App-jupiter

 view release on metacpan or  search on metacpan

script/jupiter  view on Meta::CPAN

=head2 What about the JSON file?

There's a JSON file that gets generated and updated as you run Planet Jupiter.
It's name depends on the OPML files used. It records metadata for every feed in
the OPML file that isn't stored in the feeds themselves.

C<message> is the HTTP status message, or a similar message such as "No entry
newer than 90 days." This is set when update the feeds in your cache.

C<message> is the HTTP status code; this code could be the real status code from
the server (such as 404 for a "not found" status) or one generated by Jupiter
such that it matches the status message (such as 206 for a "partial content"
status when there aren't any recent entries in the feed). This is set when
update the feeds in your cache.

C<title> is the site's title. When you update the feeds in your cache, it is
taken from the OPML file. That's how the feed can have a title even if the
download failed. When you generate the HTML, the feeds in the cache are parsed
and if a title is provided, it is stored in the JSON file and overrides the
title in the OPML file.

C<link> is the site's link for humans. When you generate the HTML, the feeds in
the cache are parsed and if a link is provided, it is stored in the JSON file.
If the OPML element contained a C<htmlURL> attribute, however, that takes
precedence. The reasoning is that when a podcast is hosted on a platform which
generates a link that you don't like and you know the link to the human-readable
blog elsehwere, use the C<htmlURL> attribute in the OPML file to override this.
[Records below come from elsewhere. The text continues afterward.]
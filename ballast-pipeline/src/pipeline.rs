//! Pipeline assembly and lifecycle.

use crate::config::PipelineConfig;
use ballast_core::{
    CapacityFeed, CapacityRefresher, EndpointId, Error, RefresherHandle, Result, Router,
    RouterStats, RoutingPolicy,
};
use ballast_consumer::{Worker, WorkerStats, WorkerStatsSnapshot};
use ballast_producer::{Producer, ProducerHandle, ProducerStatsSnapshot};
use async_trait::async_trait;
use serde::{Deserialize, Serialize};
use std::sync::Arc;
use tokio::task::JoinHandle;

/// Capacity feed derived from the fleet's own backlog depths.
///
/// Weight is `1 / (1 + backlog)`, so a worker with an empty queue weighs 1.0
/// and a deeply backlogged worker tends toward zero. This stands in for the
/// external memory-pressure signal of a real deployment; any other
/// [`CapacityFeed`] can be swapped in.
#[derive(Debug, Clone)]
pub struct QueueDepthFeed {
    workers: Vec<(EndpointId, Arc<WorkerStats>)>,
}

impl QueueDepthFeed {
    /// Create a feed reading the given workers' stats.
    #[must_use]
    pub fn new(workers: Vec<(EndpointId, Arc<WorkerStats>)>) -> Self {
        Self { workers }
    }
}

#[async_trait]
impl CapacityFeed for QueueDepthFeed {
    async fn sample(&self) -> Vec<(EndpointId, f64)> {
        self.workers
            .iter()
            .map(|(id, stats)| {
                let backlog = stats.snapshot().backlog;
                (*id, 1.0 / (1.0 + backlog as f64))
            })
            .collect()
    }
}

/// A running pipeline: one producer, the router, and N consumer workers.
pub struct Pipeline;

impl Pipeline {
    /// Validate the configuration and start every component.
    ///
    /// Workers are spawned and registered first so the producer's first tick
    /// already has routes; the capacity refresher only runs under the
    /// adaptive policy.
    ///
    /// # Errors
    /// Returns [`Error::Configuration`] for unusable settings.
    pub fn start(config: PipelineConfig) -> Result<PipelineHandle> {
        config.validate()?;

        tracing::info!(
            consumers = config.consumers,
            policy = %config.routing.policy,
            "starting pipeline",
        );

        let router = Arc::new(Router::new(config.routing.policy));

        let mut workers = Vec::with_capacity(config.consumers);
        let mut worker_stats = Vec::with_capacity(config.consumers);
        for i in 0..config.consumers {
            let id = EndpointId::new(i as u32);
            let stats = Arc::new(WorkerStats::default());
            let (tx, handle) = Worker::spawn(id, config.consumer.clone(), Arc::clone(&stats));
            router.register(id, tx);
            workers.push(handle);
            worker_stats.push((id, stats));
        }

        let refresher = match config.routing.policy {
            RoutingPolicy::Adaptive => {
                let feed = Arc::new(QueueDepthFeed::new(worker_stats.clone()));
                let refresher = CapacityRefresher::new(
                    feed,
                    router.weights().clone(),
                    config.routing.refresh_interval,
                );
                Some(refresher.spawn())
            },
            _ => None,
        };

        let producer = Producer::new(config.producer, Arc::clone(&router))?.spawn();

        Ok(PipelineHandle { router, producer, refresher, workers, worker_stats })
    }
}

/// Handle over a running pipeline.
///
/// Consumed by [`shutdown`](PipelineHandle::shutdown); dropping it instead
/// leaves the tasks running detached.
pub struct PipelineHandle {
    router: Arc<Router>,
    producer: ProducerHandle,
    refresher: Option<RefresherHandle>,
    workers: Vec<JoinHandle<()>>,
    worker_stats: Vec<(EndpointId, Arc<WorkerStats>)>,
}

impl PipelineHandle {
    /// The router the pipeline dispatches through.
    #[must_use]
    pub fn router(&self) -> Arc<Router> {
        Arc::clone(&self.router)
    }

    /// Point-in-time statistics across every component.
    #[must_use]
    pub fn stats(&self) -> PipelineStats {
        PipelineStats {
            producer: self.producer.stats().snapshot(),
            router: self.router.stats(),
            workers: self
                .worker_stats
                .iter()
                .map(|(id, stats)| (*id, stats.snapshot()))
                .collect(),
        }
    }

    /// Stop the producer, let every worker drain its backlog, and wait for
    /// all tasks to exit.
    ///
    /// # Errors
    /// Returns [`Error::Lifecycle`] if any component task panicked.
    pub async fn shutdown(self) -> Result<()> {
        tracing::info!("shutting down pipeline");

        self.producer.stop().await?;
        if let Some(refresher) = self.refresher {
            refresher.stop().await?;
        }

        // Dropping the router's senders closes every worker's inbound
        // channel; each worker exits once its backlog drains.
        self.router.clear();
        for handle in self.workers {
            handle.await.map_err(|e| Error::lifecycle(e.to_string()))?;
        }

        tracing::info!("pipeline stopped");
        Ok(())
    }
}

/// Aggregate statistics snapshot for a running pipeline.
#[derive(Debug, Clone, Serialize, Deserialize)]
pub struct PipelineStats {
    /// Producer counters
    pub producer: ProducerStatsSnapshot,
    /// Router counters
    pub router: RouterStats,
    /// Per-worker counters, in endpoint order
    pub workers: Vec<(EndpointId, WorkerStatsSnapshot)>,
}

impl PipelineStats {
    /// Total backlog across the fleet.
    #[must_use]
    pub fn total_backlog(&self) -> usize {
        self.workers.iter().map(|(_, w)| w.backlog).sum()
    }

    /// Total payloads processed across the fleet.
    #[must_use]
    pub fn total_processed(&self) -> u64 {
        self.workers.iter().map(|(_, w)| w.processed).sum()
    }

    /// Total payloads accepted across the fleet.
    #[must_use]
    pub fn total_accepted(&self) -> u64 {
        self.workers.iter().map(|(_, w)| w.accepted).sum()
    }
}
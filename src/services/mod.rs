pub mod asset_list_presenter;
pub mod balance_formatter;
pub mod collaborators;
pub mod effect_recorder;
pub mod network_config;
pub mod token_actions;
pub mod units;
pub mod wallet_state_service;
use std::env;

use crate::errors::CustomError;

pub struct Config {
    pub host: String,
    pub port: u16,
    pub cors_origins: Vec<String>,
    pub buy_allowed_chain_ids: Vec<u64>,
    pub default_currency: String,
}

impl Config {
    pub fn from_env() -> Result<Self, CustomError> {
        Self::from_lookup(|key| env::var(key).ok())
    }

    fn from_lookup(lookup: impl Fn(&str) -> Option<String>) -> Result<Self, CustomError> {
        let port: u16 = match lookup("PORT") {
            Some(port) => port
                .parse()
                .map_err(|_| CustomError::ConfigError(format!("PORT must be a port number, got {}", port)))?,
            None => 8080,
        };

        let buy_allowed_chain_ids = lookup("BUY_ALLOWED_CHAIN_IDS")
            .unwrap_or_else(|| "1".to_string())
            .split(',')
            .map(str::trim)
            .filter(|id| !id.is_empty())
            .map(|id| {
                id.parse()
                    .map_err(|_| CustomError::ConfigError(format!("invalid chain id in BUY_ALLOWED_CHAIN_IDS: {}", id)))
            })
            .collect::<Result<Vec<u64>, _>>()?;

        let cors_origins = lookup("CORS_ORIGINS")
            .unwrap_or_else(|| "http://localhost:8080,http://localhost:5173".to_string())
            .split(',')
            .map(|origin| origin.trim().to_string())
            .filter(|origin| !origin.is_empty())
            .collect();

        Ok(Self {
            host: lookup("HOST").unwrap_or_else(|| "127.0.0.1".to_string()),
            port,
            cors_origins,
            buy_allowed_chain_ids,
            default_currency: lookup("DEFAULT_CURRENCY").unwrap_or_else(|| "usd".to_string()),
        })
    }
}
C<last_modified> and C<etag> are two headers used for caching from the HTTP
response that cannot be changed by data in the feed.

If we run into problems downloading a feed, this setup allows us to still link
to the feeds that aren't working, using their correct names, and describing the
error we encountered.

=head2 Logging

Use the C<--log=LEVEL> to set the log level. Valid values for LEVEL are debug,
info, warn, error, and fatal.

=head1 LICENSE

GNU Affero General Public License

=head1 INSTALLATION

Using C<cpan>:

    cpan App::jupiter

Manual install:

    perl Makefile.PL
    make
    make install

=head2 Dependencies

To run Jupiter on Debian we need:

C<libmodern-perl-perl> for L<Modern::Perl>

C<libmojolicious-perl> for L<Mojo::Template>, L<Mojo::UserAgent>, L<Mojo::Log>,
L<Mojo::JSON>, and L<Mojo::Util>

C<libxml-libxml-perl> for L<XML::LibXML>

C<libfile-slurper-perl> for L<File::Slurper>

C<libdatetime-perl> for L<DateTime>

C<libdatetime-format-mail-perl> for L<DateTime::Format::Mail>

C<libdatetime-format-iso8601-perl> for L<DateTime::Format::ISO8601>

Unfortunately, L<Mojo::UserAgent::Role::Queued> isn't packaged for Debian.
Therefore, let's build it and install it as a Debian package.

    sudo apt-get install libmodule-build-tiny-perl
    sudo apt-get install dh-make-perl
    sudo dh-make-perl --build --cpan Mojo::UserAgent::Role::Queued
    dpkg --install libmojo-useragent-role-queued-perl_1.15-1_all.deb

To generate the C<README.md> from the source file, you need F<pod2markdown>
which you get in C<libpod-markdown-perl>.

=head1 FILES

There are a number of files in the F<share> directory which you can use as
starting points.

F<template.html> is the HTML template.

F<default.css> is a small CSS file used by F<template.html>.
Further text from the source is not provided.